There I am to work – but on what Messrs Longman & Rees are now deciding. I have been compelled to propose to them – either Madoc [2] – or a Hindoo Romance [3] – to be ready for the press in six months. requesting a part of the purchase now – the rest on publication. Of the Hindoo Tale – as the plan is compleat & the materials ready I consider the hardest half done. Madoc in its crude state has been sleeping two whole years. I can do either, & am so equally inclined to either, that the power of choice is best in other hands. Of Portugal I could publish much – but dare not shut the door of the archives against my future researches. – I purpose metrical Romances upon the basis of Hindoo – Persian – & Runic mythology. the Persian seed is sown [4] – give me four years life & I will compleat all.

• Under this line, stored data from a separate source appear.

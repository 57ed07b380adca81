//! Timelines: the undo scope for mutating calls.
//!
//! A session creates its timeline on first use. Cutting it only forgets the
//! id locally, so the next mutating call starts a fresh timeline and earlier
//! operations can no longer be undone through it.

use tracing::debug;

use crate::client::METHOD_CREATE_TIMELINE;
use crate::context::Context;
use crate::error::Result;
use crate::session::Session;
use crate::types::TimelineCreated;

#[derive(Debug, Clone, PartialEq, Eq)]
pub struct Timeline {
    id: String,
}

impl Timeline {
    pub fn id(&self) -> &str {
        &self.id
    }
}

impl Session {
    /// Create a new timeline without storing it on the session.
    pub fn create_timeline(&self, ctx: &Context) -> Result<Timeline> {
        let client = self.client()?;
        let request = client.build_create_timeline(self.token());
        let created: TimelineCreated = client.call(ctx, METHOD_CREATE_TIMELINE, request)?;
        Ok(Timeline {
            id: created.timeline,
        })
    }

    /// The session's timeline, created on first access.
    pub fn timeline(&mut self, ctx: &Context) -> Result<&Timeline> {
        let timeline = match self.timeline.take() {
            Some(timeline) => timeline,
            None => {
                let timeline = self.create_timeline(ctx)?;
                debug!(timeline = timeline.id(), "timeline created");
                timeline
            }
        };
        let timeline: &Timeline = self.timeline.insert(timeline);
        Ok(timeline)
    }

    pub fn current_timeline(&self) -> Option<&Timeline> {
        self.timeline.as_ref()
    }

    /// Forget the current timeline. No remote call is made.
    pub fn cut_timeline(&mut self) -> Option<Timeline> {
        self.timeline.take()
    }
}
//! Authenticated calls.
//!
//! A `Session` pairs an auth token with a weak handle on the client that
//! produced it. The client can be dropped independently; once every
//! `Client` handle is gone, session calls fail with
//! [`ConfigError::ClientDropped`].

use std::fmt;
use std::sync::Weak;

use crate::client::{Client, ClientInner, METHOD_CHECK_TOKEN, METHOD_LOGIN};
use crate::context::Context;
use crate::error::{ConfigError, Result};
use crate::timeline::Timeline;
use crate::types::{AuthInfo, Login};

pub struct Session {
    client: Weak<ClientInner>,
    token: String,
    pub(crate) timeline: Option<Timeline>,
}

impl fmt::Debug for Session {
    fn fmt(&self, f: &mut fmt::Formatter<'_>) -> fmt::Result {
        f.debug_struct("Session")
            .field("token", &"<redacted>")
            .field("timeline", &self.timeline)
            .finish_non_exhaustive()
    }
}

impl Session {
    pub(crate) fn new(client: &Client, token: String) -> Self {
        Self {
            client: client.downgrade(),
            token,
            timeline: None,
        }
    }

    /// The auth token. Persist it to skip the handshake next time.
    pub fn token(&self) -> &str {
        &self.token
    }

    pub(crate) fn client(&self) -> Result<Client> {
        Ok(Client::upgrade(&self.client).ok_or(ConfigError::ClientDropped)?)
    }

    /// Which user, if any, the token is logged in as.
    pub fn login(&self, ctx: &Context) -> Result<Login> {
        let client = self.client()?;
        let request = client.build_login(&self.token);
        client.call(ctx, METHOD_LOGIN, request)
    }

    /// Validate the token and return what it grants.
    pub fn check_token(&self, ctx: &Context) -> Result<AuthInfo> {
        let client = self.client()?;
        let request = client.build_check_token(&self.token);
        client.call(ctx, METHOD_CHECK_TOKEN, request)
    }
}
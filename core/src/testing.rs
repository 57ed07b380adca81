//! In-memory transport for unit tests.

use std::collections::VecDeque;
use std::sync::{Arc, Mutex};

use crate::context::Context;
use crate::error::TransportError;
use crate::http::{HttpRequest, HttpResponse, Transport};

pub(crate) fn ok_response(body: &str) -> HttpResponse {
    HttpResponse {
        status: 200,
        headers: Vec::new(),
        body: body.to_string(),
    }
}

#[derive(Default)]
struct Script {
    responses: VecDeque<HttpResponse>,
    requests: Vec<HttpRequest>,
}

/// Replays queued responses in order and records every request.
#[derive(Clone, Default)]
pub(crate) struct ScriptedTransport {
    script: Arc<Mutex<Script>>,
}

impl ScriptedTransport {
    pub(crate) fn new() -> Self {
        Self::default()
    }

    pub(crate) fn push_ok(&self, body: &str) {
        self.script.lock().unwrap().responses.push_back(ok_response(body));
    }

    pub(crate) fn requests(&self) -> Vec<HttpRequest> {
        self.script.lock().unwrap().requests.clone()
    }
}

impl Transport for ScriptedTransport {
    fn execute(&self, request: &HttpRequest, ctx: &Context) -> Result<HttpResponse, TransportError> {
        ctx.remaining()?;
        let mut script = self.script.lock().unwrap();
        script.requests.push(request.clone());
        script
            .responses
            .pop_front()
            .ok_or_else(|| TransportError::Network("script exhausted".to_string()))
    }
}
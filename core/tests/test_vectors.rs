//! Verify signing, URL building and envelope parsing against the JSON test
//! vectors stored in `test-vectors/`.
//!
//! URL vectors compare whole URLs: the query is emitted in ascending key
//! order with form encoding, so the expected strings are canonical.

use rtm_core::{build_url, parse_base_url, sign, Client, Credentials, Error, Format, HttpResponse, Params, TransportError};
use serde_json::Value;

fn params(value: &Value) -> Params {
    value
        .as_object()
        .unwrap()
        .iter()
        .map(|(k, v)| (k.clone(), v.as_str().unwrap().to_string()))
        .collect()
}

// ---------------------------------------------------------------------------
// Signing
// ---------------------------------------------------------------------------

#[test]
fn signing_test_vectors() {
    let raw = include_str!("../../test-vectors/signing.json");
    let vectors: Value = serde_json::from_str(raw).unwrap();

    for case in vectors["cases"].as_array().unwrap() {
        let name = case["name"].as_str().unwrap();
        let secret = case["secret"].as_str().unwrap();
        let p = params(&case["params"]);
        assert_eq!(sign(secret, &p), case["expected"].as_str().unwrap(), "{name}");
    }
}

// ---------------------------------------------------------------------------
// URLs
// ---------------------------------------------------------------------------

#[test]
fn url_test_vectors() {
    let raw = include_str!("../../test-vectors/urls.json");
    let vectors: Value = serde_json::from_str(raw).unwrap();
    let credentials = Credentials::new(
        vectors["api_key"].as_str().unwrap(),
        vectors["secret"].as_str().unwrap(),
    )
    .unwrap();

    for case in vectors["cases"].as_array().unwrap() {
        let name = case["name"].as_str().unwrap();
        let base = parse_base_url(case["base"].as_str().unwrap()).unwrap();
        let format = match case["format"].as_str().unwrap() {
            "json" => Format::Json,
            "unspecified" => Format::Unspecified,
            other => panic!("unknown format: {other}"),
        };
        let url = build_url(&base, &credentials, &params(&case["params"]), format);
        assert_eq!(url.as_str(), case["expected"].as_str().unwrap(), "{name}");

        // The signature must verify against the rest of the query.
        let mut query: Params = url.query_pairs().into_owned().collect();
        let sig = query.remove("api_sig").unwrap();
        assert_eq!(sign(vectors["secret"].as_str().unwrap(), &query), sig, "{name}: api_sig");
    }
}

// ---------------------------------------------------------------------------
// Envelopes
// ---------------------------------------------------------------------------

#[test]
fn envelope_test_vectors() {
    let raw = include_str!("../../test-vectors/envelopes.json");
    let vectors: Value = serde_json::from_str(raw).unwrap();
    let client = Client::new("1234567890", "987654321").unwrap();

    for case in vectors["cases"].as_array().unwrap() {
        let name = case["name"].as_str().unwrap();
        let response = HttpResponse {
            status: case["status"].as_u64().unwrap() as u16,
            headers: Vec::new(),
            body: case["body"].as_str().unwrap().to_string(),
        };
        let expected = &case["expected"];

        let result: Result<Value, Error> = match case["method"].as_str().unwrap() {
            "rtm.auth.getFrob" => client
                .parse_frob(response)
                .map(|f| serde_json::json!({ "frob": f.frob })),
            "rtm.auth.getToken" => client.parse_token(response).map(|a| {
                serde_json::json!({
                    "token": a.auth.token,
                    "perms": a.auth.perms,
                    "username": a.auth.user.username,
                })
            }),
            "rtm.auth.checkToken" => client.parse_check_token(response).map(|a| {
                serde_json::json!({
                    "token": a.auth.token,
                    "perms": a.auth.perms,
                    "username": a.auth.user.username,
                })
            }),
            "rtm.timelines.create" => client
                .parse_create_timeline(response)
                .map(|t| serde_json::json!({ "timeline": t.timeline })),
            "rtm.test.login" => client
                .parse_login(response)
                .map(|l| serde_json::json!({ "id": l.user.id })),
            "rtm.test.echo" => client
                .parse_echo(response)
                .map(|e| serde_json::json!({ "ping": e.ping })),
            other => panic!("unknown method: {other}"),
        };

        if let Some(ok) = expected.get("ok") {
            assert_eq!(&result.unwrap(), ok, "{name}");
        } else if let Some(remote) = expected.get("remote") {
            match result.unwrap_err() {
                Error::Remote(e) => {
                    assert_eq!(e.code, remote["code"].as_str().unwrap(), "{name}: code");
                    assert_eq!(e.message, remote["message"].as_str().unwrap(), "{name}: message");
                }
                other => panic!("{name}: expected remote error, got {other:?}"),
            }
        } else if expected.get("protocol").is_some() {
            let err = result.unwrap_err();
            assert!(matches!(err, Error::Protocol { .. }), "{name}: got {err:?}");
        } else if let Some(status) = expected.get("status") {
            match result.unwrap_err() {
                Error::Transport(TransportError::Status { status: got, body }) => {
                    assert_eq!(u64::from(got), status.as_u64().unwrap(), "{name}: status");
                    assert_eq!(body, case["body"].as_str().unwrap(), "{name}: body");
                }
                other => panic!("{name}: expected status error, got {other:?}"),
            }
        } else {
            panic!("{name}: vector has no expectation");
        }
    }
}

The justice of your praise I of course believe – however ill qualified to judge. your censure:– there is a fault of story – a want of sufficient concatenation of events – perhaps inevitable from the subject. yet I have found no lack of interest in the readers – who have followed the story breathlessly – & nor do I see more motive – human motive for Huon [5] – than Thalaba. – the poem compares more fairly with Vathek [6] than with any existing work – & I think may stand by its side for invention. there are parts of the poetry which I cannot hope to surpass. yet I look with more pride to the truth & the soul that animates Joan of Arc. [7] there is the individual Robert Southey there – & there is only his imagination in the enchanted fabric. for this also I build the hope – the confidence of my own immortality upon Madoc. because in a story diversified as that of Thalaba, human characters are well developed, human incidents well arranged – because it will be as new in the Epic as this is in the Romance, & assert a bolder claim to originality than has been asserted since the voice of Homer awoke its thousand echoes. – I expect with some wishfulness your remarks on the second volume. Book 8. the voyage in B. 11 [8] – & the whole of the last book please me. – for power perhaps the incantation in B. 9 [9] is of the strongest passages – it goes to the utmost bounds of metre. – I wish your judgement of the metre – for which thank Dr Sayers [10] in my name. I had a dim boys perception of it before his book – which rectified some boys attempts.
I am so entirely satisfied with Henrys situation – that were I on the spot – eyes & ears would be useless, & only my tongue wanted to find out phras[MS torn] & approbation. soon he shall hear from me – when his shirts come which are making – & his Thalaba which is at the book-binders to be drest in my livery. it would be well, if he had my example before him, to stimulate an independant frugality – a difficult virtue – but of all the most necessary – to teach him that the pleasure of forbearance is ever greater than of indulgence. Madame Guyon [11] affords an odd exemplification – self denial became to her so great an enjoyment – that she actually began at last to indulge – as a new way of penance.
Give me a letter soon. directing to Mr Danvers’s. Kingsdown. Bristol.
God bless you –
Yrs affectionately
Robert Southey.
Tuesday July 27. 1801.Notes
* Address: To/ Mr Wm Taylor Junr/ Surry Street/ Norwich/ Single
Postmarks: BRISTOL/ JUL 28 1801; [illegible]
Endorsement: Ansd
1 August
MS: Huntington Library, HM 4829. ALS; 4p.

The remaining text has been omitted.